While several retrospective studies have suggested a potential survival benefit for HD-CTh followed by SCT [71], as yet no randomized trial data support this as standard practice (IV,C). Tyrosine kinase inhibitors although not approved for ES, have been evaluated. The single-arm phase II CABONE study evaluated cabozantinib in 39 patients with ES, and reported an objective response of 26% and median PFS of months [72] (III,B), and the non-comparative, randomized, double-blind, placebo-controlled phase II study of regorafenib, reported a median PFS of 11.4 weeks [73].
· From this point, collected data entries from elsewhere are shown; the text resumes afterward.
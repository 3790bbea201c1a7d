//! Serialized session event loop.
//!
//! One tokio task owns the tracker and the store. Commands, lifecycle
//! signals and the tick cadence are multiplexed through a single `select!`,
//! so no two transitions ever interleave and every tick observes a settled
//! state. The cadence only exists while a session is running.

use std::time::Duration;

use tokio::sync::{mpsc, oneshot};
use tokio::time::{interval, Interval, MissedTickBehavior};

use crate::error::{CoreError, TimerError};
use crate::events::Event;
use crate::session::lifecycle::AppLifecycle;
use crate::session::tracker::SessionTracker;
use crate::storage::StudyStore;

/// Default wall-clock tick cadence.
pub const DEFAULT_TICK_INTERVAL: Duration = Duration::from_secs(1);

enum Command {
    Start {
        target_secs: u64,
        reply: oneshot::Sender<Result<(), TimerError>>,
    },
    Cancel,
    Acknowledge,
    Lifecycle(AppLifecycle),
    Snapshot {
        reply: oneshot::Sender<Event>,
    },
}

enum Input {
    Command(Option<Command>),
    Tick,
}

/// Handle to a spawned [`SessionService`]. Cheap to clone; the service
/// stops once every handle is dropped.
#[derive(Clone)]
pub struct SessionHandle {
    commands: mpsc::Sender<Command>,
}

impl SessionHandle {
    /// Start a session of `target_secs`.
    ///
    /// Rejections surface here; a reentrant start is also logged by the
    /// service and leaves the running session untouched.
    pub async fn start(&self, target_secs: u64) -> Result<(), CoreError> {
        let (tx, rx) = oneshot::channel();
        self.commands
            .send(Command::Start {
                target_secs,
                reply: tx,
            })
            .await
            .map_err(|_| service_stopped())?;
        rx.await.map_err(|_| service_stopped())?.map_err(CoreError::from)
    }

    pub async fn cancel(&self) {
        let _ = self.commands.send(Command::Cancel).await;
    }

    pub async fn acknowledge(&self) {
        let _ = self.commands.send(Command::Acknowledge).await;
    }

    /// Report a host lifecycle transition.
    pub async fn lifecycle(&self, to: AppLifecycle) {
        let _ = self.commands.send(Command::Lifecycle(to)).await;
    }

    /// Current timer state, or `None` if the service has stopped.
    pub async fn snapshot(&self) -> Option<Event> {
        let (tx, rx) = oneshot::channel();
        self.commands
            .send(Command::Snapshot { reply: tx })
            .await
            .ok()?;
        rx.await.ok()
    }
}

fn service_stopped() -> CoreError {
    CoreError::Custom("session service stopped".to_string())
}

/// Spawns the session loop onto the current tokio runtime.
pub struct SessionService;

impl SessionService {
    /// Returns the command handle and the event stream. Events are emitted
    /// in transition order; a slow consumer loses events rather than
    /// stalling the loop.
    pub fn spawn(
        tracker: SessionTracker,
        store: Box<dyn StudyStore>,
        tick_interval: Duration,
    ) -> (SessionHandle, mpsc::Receiver<Event>) {
        let (cmd_tx, cmd_rx) = mpsc::channel(16);
        let (event_tx, event_rx) = mpsc::channel(64);
        tokio::spawn(run_loop(tracker, store, tick_interval, cmd_rx, event_tx));
        (SessionHandle { commands: cmd_tx }, event_rx)
    }
}

async fn run_loop(
    mut tracker: SessionTracker,
    store: Box<dyn StudyStore>,
    tick_interval: Duration,
    mut commands: mpsc::Receiver<Command>,
    events: mpsc::Sender<Event>,
) {
    let mut ticker: Option<Interval> = None;

    loop {
        let input = match ticker.as_mut() {
            Some(t) => tokio::select! {
                cmd = commands.recv() => Input::Command(cmd),
                _ = t.tick() => Input::Tick,
            },
            None => Input::Command(commands.recv().await),
        };

        match input {
            Input::Command(None) => break,
            Input::Command(Some(cmd)) => {
                handle_command(cmd, &mut tracker, &events, &mut ticker, tick_interval);
            }
            Input::Tick => {
                for event in tracker.tick(store.as_ref()) {
                    forward(&events, event);
                }
                if !tracker.is_running() {
                    ticker = None;
                }
            }
        }
    }
    tracing::debug!("session service stopped");
}

fn handle_command(
    cmd: Command,
    tracker: &mut SessionTracker,
    events: &mpsc::Sender<Event>,
    ticker: &mut Option<Interval>,
    tick_interval: Duration,
) {
    match cmd {
        Command::Start { target_secs, reply } => match tracker.start(target_secs) {
            Ok(event) => {
                *ticker = Some(make_ticker(tick_interval));
                let _ = reply.send(Ok(()));
                forward(events, event);
            }
            Err(e) => {
                tracing::warn!(error = %e, "session start rejected");
                let _ = reply.send(Err(e));
            }
        },
        Command::Cancel => {
            if let Some(event) = tracker.cancel() {
                *ticker = None;
                forward(events, event);
            }
        }
        Command::Acknowledge => {
            if let Some(event) = tracker.acknowledge() {
                forward(events, event);
            }
        }
        Command::Lifecycle(to) => {
            let emitted = tracker.apply_lifecycle(to);
            if !tracker.is_running() {
                *ticker = None;
            }
            for event in emitted {
                forward(events, event);
            }
        }
        Command::Snapshot { reply } => {
            let _ = reply.send(tracker.snapshot());
        }
    }
}

fn make_ticker(period: Duration) -> Interval {
    let mut t = interval(period);
    t.set_missed_tick_behavior(MissedTickBehavior::Delay);
    // interval() completes its first tick immediately; push it out so the
    // first elapsed reading lands one period after start.
    t.reset();
    t
}

fn forward(events: &mpsc::Sender<Event>, event: Event) {
    if let Err(e) = events.try_send(event) {
        tracing::debug!("session event dropped: {e}");
    }
}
Other novel CTh combinations under investigation include irinotecan plus trabectedin, which, in a recent phase I trial, showed encouraging activity and a good toxicity profile [74]. Finally, new molecules in monotherapy or combination therapy are currently under-evaluation in phase I trials.

Follow-up

In the first 2 years after the end of treatment, local follow-up with clinical and physical examination every 2–3 months is usually enough for extremities. However, a structured local imaging protocol may benefit survival [75] (IV,B), and local magnetic resonance imaging (MRI) is recommended every quarter during the first two years (IV,B).
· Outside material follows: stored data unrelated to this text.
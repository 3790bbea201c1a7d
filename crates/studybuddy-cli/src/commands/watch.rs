//! Foreground session runner.
//!
//! Spawns the serialized session service on a local runtime and streams its
//! events to stdout as JSON lines until the session reaches an outcome.

use std::error::Error;
use std::sync::Arc;
use std::time::Duration;

use clap::Args;
use studybuddy_core::storage::Database;
use studybuddy_core::{
    Config, Event, SessionService, SessionTracker, SystemClock, DEFAULT_TICK_INTERVAL,
};

#[derive(Args)]
pub struct WatchArgs {
    /// Target duration in minutes (defaults to session.default_target_min)
    #[arg(long)]
    minutes: Option<u64>,
    /// User to credit (defaults to profile.user_id)
    #[arg(long)]
    user: Option<String>,
}

pub fn run(args: WatchArgs) -> Result<(), Box<dyn Error>> {
    let config = Config::load_or_default();
    let user = args.user.unwrap_or_else(|| config.profile.user_id.clone());
    let minutes = args.minutes.unwrap_or(config.session.default_target_min);
    let tick = tick_duration(config.session.tick_interval_ms);

    let store = Box::new(Database::open()?);
    let tracker = SessionTracker::new(Arc::new(SystemClock), user);

    let runtime = tokio::runtime::Runtime::new()?;
    runtime.block_on(async move {
        let (handle, mut events) = SessionService::spawn(tracker, store, tick);
        handle.start(minutes.saturating_mul(60)).await?;

        while let Some(event) = events.recv().await {
            println!("{}", serde_json::to_string(&event)?);
            if matches!(
                event,
                Event::LedgerCredited { .. }
                    | Event::LedgerUpdateFailed { .. }
                    | Event::SessionAbandoned { .. }
            ) {
                break;
            }
        }
        Ok::<(), Box<dyn Error>>(())
    })?;
    Ok(())
}

/// Tick cadence from the configured milliseconds. Zero means unset and
/// falls back to the runner's default; anything below 100 ms is raised to
/// 100 ms.
fn tick_duration(tick_interval_ms: u64) -> Duration {
    match tick_interval_ms {
        0 => DEFAULT_TICK_INTERVAL,
        ms => Duration::from_millis(ms.max(100)),
    }
}

#[cfg(test)]
mod tests {
    use super::*;

    #[test]
    fn tick_duration_clamps_and_falls_back() {
        assert_eq!(tick_duration(0), DEFAULT_TICK_INTERVAL);
        assert_eq!(tick_duration(50), Duration::from_millis(100));
        assert_eq!(tick_duration(1_000), Duration::from_millis(1_000));
    }
}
A metabolic study using FDG-PET/-CT, which has 92% sensitivity and 93% specificity for the detection of recurring bone sarcoma [76], is indicated in two main scenarios: when radiological images are inconclusive for local recurrence, and when prosthetic or osteosynthetic material is present in the patient [77] (III,A). Metallic components, however, do not cause significant artefacts that interfere with interpretation of FDG-PET-CT images.

Lung surveillance for metastases is usually by chest radiography or CT, and distant bone disease by PET/-CT or BS. For both bone and nodal surveillance, whole-body PET/-CT offers superior sensitivity, and is especially recommended in the case of new symptoms, abnormal imaging (primary tumors positive prior PET), and before any surgical decision-making [77] (IV,B). BS is reserved for cases when PET/-CT is not available (Table 3).
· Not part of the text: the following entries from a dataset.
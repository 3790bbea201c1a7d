//! Shared test fixtures.
#![allow(dead_code)]

use std::sync::atomic::{AtomicBool, Ordering};
use std::sync::{Arc, Mutex};

use studybuddy_core::{LedgerError, StudyStore};
use uuid::Uuid;

#[derive(Debug, Clone)]
pub struct Credit {
    pub user_id: String,
    pub session_id: Uuid,
    pub minutes: f64,
}

/// Thread-safe in-memory store that records every credit attempt.
#[derive(Clone, Default)]
pub struct RecordingStore(Arc<Inner>);

#[derive(Default)]
struct Inner {
    credits: Mutex<Vec<Credit>>,
    fail: AtomicBool,
}

impl RecordingStore {
    pub fn failing() -> Self {
        let store = Self::default();
        store.set_fail(true);
        store
    }

    pub fn set_fail(&self, fail: bool) {
        self.0.fail.store(fail, Ordering::SeqCst);
    }

    pub fn credits(&self) -> Vec<Credit> {
        self.0.credits.lock().unwrap().clone()
    }

    pub fn credit_count(&self) -> usize {
        self.0.credits.lock().unwrap().len()
    }
}

impl StudyStore for RecordingStore {
    fn increment_study_minutes(
        &self,
        user_id: &str,
        session_id: Uuid,
        minutes: f64,
    ) -> Result<f64, LedgerError> {
        let mut credits = self.0.credits.lock().unwrap();
        credits.push(Credit {
            user_id: user_id.to_string(),
            session_id,
            minutes,
        });
        if self.0.fail.load(Ordering::SeqCst) {
            Err(LedgerError::QueryFailed("ledger unavailable".into()))
        } else {
            Ok(credits.iter().map(|c| c.minutes).sum())
        }
    }
}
Table 3 Proposed Follow-up

Note that the NCCN, ESMO and British Sarcoma Group (BSG) guidelines follow-up recommendations for high-grade sarcomas, including ES, vary (those in the BSG are less stringent). Recent evidence favors more individualized and less intensive follow-up regimes [78, 79].

Patient-centered care

A radiological suspicion of malignant primary tumor in patients with a bone or soft tissue lesion should be referred to a networked sarcoma center with specialized and multidisciplinary expertise (IV,A). Children and adolescents, in particular, should be referred to centers with additional age-specific expertise.

Since ES occurs most frequently in children, adolescents, and young adults, communicating the diagnosis and its impact is particularly difficult. Psychological support for patients and family is highly recommended and clear communications between the patient and healthcare personnel is essential to avoid unfounded fears and concerns. Table 4 provides a short checklist for patients and physicians.

Table 4 Checklist for patients with ES

Treatment and follow-up visits should be scheduled taking into consideration quality of life, appropriate management of short- and long-term toxicities, early detection of relapses and secondary malignancies, and timely evaluation of co-morbidities and correlated risk patterns. Cardiological evaluation should include at least baseline and follow-up electrocardiogram (QTc interval and left ventricular ejection fraction).

Patient participation in clinical trials, although highly recommended, should be on an absolutely voluntary basis, and should be preceded by a family/patient discussion with the oncologist.